** Opening DATASET ENTRIES block **

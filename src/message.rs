use crate::aggregate::ReviewGroup;
use crate::config::{Provider, ReviewerMap};

/// A reviewer mention to be declared as a separate payload entity.
///
/// Teams adaptive cards validate inline `<at>` tokens against an explicit
/// entity registry in the payload; Slack needs no such registry.
#[derive(Debug, Clone, PartialEq, Eq)]
pub struct Mention {
    pub id: String,
    pub login: String,
}

/// Render one reminder line per reviewer/pull-request pair, reviewers in
/// first-seen order. The provider affects only mention and link syntax.
pub fn render_text(group: &ReviewGroup, map: &ReviewerMap, provider: Provider) -> String {
    let mut message = String::new();

    for (reviewer, prs) in group.iter() {
        let mention = mention(provider, reviewer, map);
        for pr in prs {
            let line = match provider {
                Provider::Slack => format!(
                    "Hey {mention}, the PR \"{}\" is waiting for your review: {}\n",
                    pr.title, pr.url
                ),
                // Markdown link; the trailing double space is a hard line break
                Provider::MsTeams => format!(
                    "Hey {mention}, the PR \"{}\" is waiting for your review: [{}]({})  \n",
                    pr.title, pr.url, pr.url
                ),
            };
            message.push_str(&line);
        }
    }

    message
}

/// Resolve each reviewer with pending pull requests to a declared mention.
/// Reviewers without a mapping entry are omitted; they render by handle only.
pub fn resolve_mentions(map: &ReviewerMap, group: &ReviewGroup) -> Vec<Mention> {
    group
        .iter()
        .filter_map(|(login, _)| {
            map.get(login).map(|id| Mention {
                id: id.to_string(),
                login: login.to_string(),
            })
        })
        .collect()
}

fn mention(provider: Provider, login: &str, map: &ReviewerMap) -> String {
    match (provider, map.get(login)) {
        (Provider::Slack, Some(id)) => format!("<@{id}>"),
        (Provider::MsTeams, Some(_)) => format!("<at>{login}</at>"),
        (_, None) => format!("@{login}"),
    }
}
//! The state machine engine.
//!
//! `StateMachine` owns a validated transition table, the current state and
//! the undo/redo history. Two result categories are kept apart:
//!
//! - `TransitionError`: the caller asked for something the table does not
//!   allow (unknown state, unknown event). Nothing changes.
//! - `HistoryMove::NoHistory`: there is nothing to undo or redo. Expected
//!   and common, so it is a value rather than an error.

mod error;
mod machine;

pub use error::TransitionError;
pub use machine::StateMachine;
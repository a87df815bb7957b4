//! Retrace: a finite state machine with linear undo/redo history
//!
//! A machine is declared as a set of named states, each with named events
//! leading to other states. Callers move between states either by event
//! (`trigger`) or by direct jump (`change_state`), and can walk back and
//! forth through the states they visited (`undo`/`redo`) like an edit
//! history.
//!
//! # Core Concepts
//!
//! - **State / Event**: opaque identifiers via the `State` and `Event`
//!   traits. `String` implements both; `state_enum!` and `event_enum!`
//!   generate typed enums.
//! - **Transition table**: immutable, validated at construction.
//! - **History**: two linear stacks. Any forward move discards the redo
//!   path; there is no redo tree.
//!
//! # Example
//!
//! ```rust
//! use retrace::{HistoryMove, StateMachine, TransitionError};
//!
//! let mut machine: StateMachine<String, String> = StateMachine::from_json(r#"{
//!     "initial": "A",
//!     "states": {
//!         "A": { "transitions": { "go": "B" } },
//!         "B": { "transitions": {} }
//!     }
//! }"#).unwrap();
//!
//! machine.trigger("go").unwrap();
//! assert_eq!(machine.state(), "B");
//!
//! assert!(matches!(
//!     machine.trigger("go"),
//!     Err(TransitionError::UnknownTransition { .. })
//! ));
//!
//! assert!(machine.undo().moved());
//! assert_eq!(machine.state(), "A");
//! assert!(machine.redo().moved());
//! assert_eq!(machine.redo(), HistoryMove::NoHistory);
//! ```

pub mod builder;
pub mod config;
pub mod core;
pub mod engine;

// Re-export commonly used types
pub use builder::StateMachineBuilder;
pub use config::{ConfigError, ConfigProblem, MachineConfig, StateDefinition};
pub use crate::core::{Event, HistoryMove, State, TransitionTable, UndoHistory};
pub use engine::{StateMachine, TransitionError};
//! Machine configuration.
//!
//! A configuration names the initial state and declares every state with
//! its event transitions:
//!
//! ```json
//! {
//!   "initial": "idle",
//!   "states": {
//!     "idle":    { "transitions": { "start": "running" } },
//!     "running": { "transitions": { "stop": "idle" } }
//!   }
//! }
//! ```
//!
//! Declaration order in the document is kept and becomes the order
//! reported by state listings.

mod error;
pub(crate) mod ordered;

pub use error::{ConfigError, ConfigProblem};

use crate::core::{Event, State};
use serde::{Deserialize, Serialize};
use std::collections::HashSet;

/// Transitions declared for a single state.
#[derive(Clone, Debug, PartialEq, Serialize, Deserialize)]
#[serde(bound = "")]
pub struct StateDefinition<S: State, E: Event> {
    #[serde(default, with = "ordered")]
    pub transitions: Vec<(E, S)>,
}

impl<S: State, E: Event> Default for StateDefinition<S, E> {
    fn default() -> Self {
        Self::new()
    }
}

impl<S: State, E: Event> StateDefinition<S, E> {
    /// A state with no outgoing transitions.
    pub fn new() -> Self {
        Self {
            transitions: Vec::new(),
        }
    }

    /// Add a transition taken when `event` fires in this state.
    pub fn on(mut self, event: impl Into<E>, target: impl Into<S>) -> Self {
        self.transitions.push((event.into(), target.into()));
        self
    }
}

/// Complete description of a machine: its initial state and every
/// declared state.
#[derive(Clone, Debug, PartialEq, Serialize, Deserialize)]
#[serde(bound = "")]
pub struct MachineConfig<S: State, E: Event> {
    pub initial: S,
    #[serde(with = "ordered")]
    pub states: Vec<(S, StateDefinition<S, E>)>,
}

impl<S: State, E: Event> MachineConfig<S, E> {
    pub fn new(initial: impl Into<S>) -> Self {
        Self {
            initial: initial.into(),
            states: Vec::new(),
        }
    }

    /// Declare a state.
    pub fn state(mut self, state: impl Into<S>, definition: StateDefinition<S, E>) -> Self {
        self.states.push((state.into(), definition));
        self
    }

    /// Parse a JSON document.
    ///
    /// An empty document or a literal `null` means no configuration was
    /// given and yields `ConfigError::Missing`.
    pub fn from_json(json: &str) -> Result<Self, ConfigError> {
        if json.trim().is_empty() {
            return Err(ConfigError::Missing);
        }

        let config: Option<Self> =
            serde_json::from_str(json).map_err(|e| ConfigError::Parse(e.to_string()))?;
        config.ok_or(ConfigError::Missing)
    }

    /// Convert an already-parsed JSON value.
    pub fn from_value(value: serde_json::Value) -> Result<Self, ConfigError> {
        if value.is_null() {
            return Err(ConfigError::Missing);
        }

        serde_json::from_value(value).map_err(|e| ConfigError::Parse(e.to_string()))
    }

    /// Check that the configuration describes a consistent machine.
    ///
    /// All problems are collected so a broken document can be fixed in a
    /// single pass.
    pub fn validate(&self) -> Result<(), ConfigError> {
        let mut problems = Vec::new();
        let mut declared: HashSet<&S> = HashSet::with_capacity(self.states.len());

        for (state, _) in &self.states {
            if !declared.insert(state) {
                problems.push(ConfigProblem::DuplicateState {
                    state: state.name().to_string(),
                });
            }
        }

        if !declared.contains(&self.initial) {
            problems.push(ConfigProblem::UnknownInitialState {
                state: self.initial.name().to_string(),
            });
        }

        for (state, definition) in &self.states {
            let mut events: HashSet<&E> = HashSet::with_capacity(definition.transitions.len());

            for (event, target) in &definition.transitions {
                if !events.insert(event) {
                    problems.push(ConfigProblem::DuplicateEvent {
                        state: state.name().to_string(),
                        event: event.name().to_string(),
                    });
                }

                if !declared.contains(target) {
                    problems.push(ConfigProblem::UnknownTarget {
                        state: state.name().to_string(),
                        event: event.name().to_string(),
                        target: target.name().to_string(),
                    });
                }
            }
        }

        if problems.is_empty() {
            Ok(())
        } else {
            Err(ConfigError::Invalid { problems })
        }
    }

    /// Flatten into `(state, transitions)` pairs for table construction.
    pub(crate) fn into_definitions(self) -> Vec<(S, Vec<(E, S)>)> {
        self.states
            .into_iter()
            .map(|(state, definition)| (state, definition.transitions))
            .collect()
    }
}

** Closing DATASET ENTRIES block **

▸ **AIM OF THE EXERCISE**
Set down the lines of the listing above verbatim, first line through the line containing "no such registry.", inclusive; add no other lines.

▸ **ANSWER TO THIS PROBLEM**
filename src/message.rs
use crate::aggregate::ReviewGroup;
use crate::config::{Provider, ReviewerMap};

/// A reviewer mention to be declared as a separate payload entity.
///
/// Teams adaptive cards validate inline `<at>` tokens against an explicit
/// entity registry in the payload; Slack needs no such registry.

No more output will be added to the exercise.